We saw a second stage win for Tim Merlier. He’s only the fourth rider to win the opening two stages of the Paris-Nice. He won’t win today but Friday’s jaunt to the sea looks ideal for the hat-trick.
Merlier didn’t just win, he made it look easy. Being caught in a crash with over 40km to go didn’t seem to trouble him; yet others were out of the race. In the final kilometre was delivered into place by Bert Van Lerberghe and it almost looked like all he had to do was launch, just as others were finding proverbial doors closing in front of them.
The Route: 28.4km with a start is on the Magny-Cours motor circuit for the first four kilometres, it’s a wide track but there are plenty of corners so fanning out according to the wind direction takes coordination.
The climb to the first time check isn’t as steep as last year where several teams fell apart, instead it’s a series of big rollers on a long straight road but this still brings risks for pacing.
It’s down into Nevers and the banks of the Loire river before the sharp climb of the Boulevard de la Pisserotte – locals use it for soap box derbies – which just steeps to get steeper and steeper as it rises, this is the tactical point for teams as they know they can dump surplus riders but need help for the remaining kilometres.

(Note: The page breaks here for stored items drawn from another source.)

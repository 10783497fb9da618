use actix_web::{error::InternalError, error::JsonPayloadError, HttpRequest, HttpResponse};
use validator::ValidationErrors;

use crate::dto::ErrorResponse;
use ta_core::services::auth::{Code, Status};

/// Convert a facade status into the matching HTTP response
pub fn handle_status(status: &Status) -> HttpResponse {
    match status.code {
        Code::Internal | Code::DeadlineExceeded => {
            tracing::error!(code = ?status.code, "Request failed: {}", status.message)
        }
        _ => tracing::debug!(code = ?status.code, "Request rejected: {}", status.message),
    }

    ErrorResponse::from(status).to_response()
}

/// 400 naming every field that failed validation
pub fn handle_validation_errors(errors: &ValidationErrors) -> HttpResponse {
    let mut fields: Vec<String> = errors.field_errors().keys().map(|f| f.to_string()).collect();
    fields.sort_unstable();

    handle_status(&Status::invalid_argument(format!(
        "Invalid request body: {}",
        fields.join(", ")
    )))
}

/// Error handler for `web::JsonConfig` so malformed bodies get the same
/// JSON shape as every other failure
pub fn json_error_handler(err: JsonPayloadError, _req: &HttpRequest) -> actix_web::Error {
    tracing::debug!("Rejected request body: {}", err);
    let response = handle_status(&Status::invalid_argument("Invalid request body"));
    InternalError::from_response(err, response).into()
}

The Rules: a team time trial stage where a team’s time is taken on the first rider to cross the line so a team can win from one rider or all eight together, it’s on them to work together and find the best combination, burning up riders or sticking together. Plus teams with GC ambitions need to use their rouleurs to propel their GC leaders as fast as possible to Nevers.
Any dropped riders see their time on the line taken for the overall classification. The opening stage of the 2026 Tour de France in Barcelona next year will use the same rules.
The Contenders: Visma-Lease a Bike have a strong team with Edoardo Affini and Victor Campenaerts as engines. As Matteo Jorgenson has taken time bonuses so far if they win and finish on the same time today the American is in yellow.
Ineos have a strong squad and Josh Tarling counts for two riders, perhaps more as he can cope with a climb as well.
UAE face a test, strong riders but how will they ride as a unit?
Two teams that could win today are Jayco and Red Bull but the former lost Luke Durbridge and the latter Danny van Poppel and they’d have been essential components today.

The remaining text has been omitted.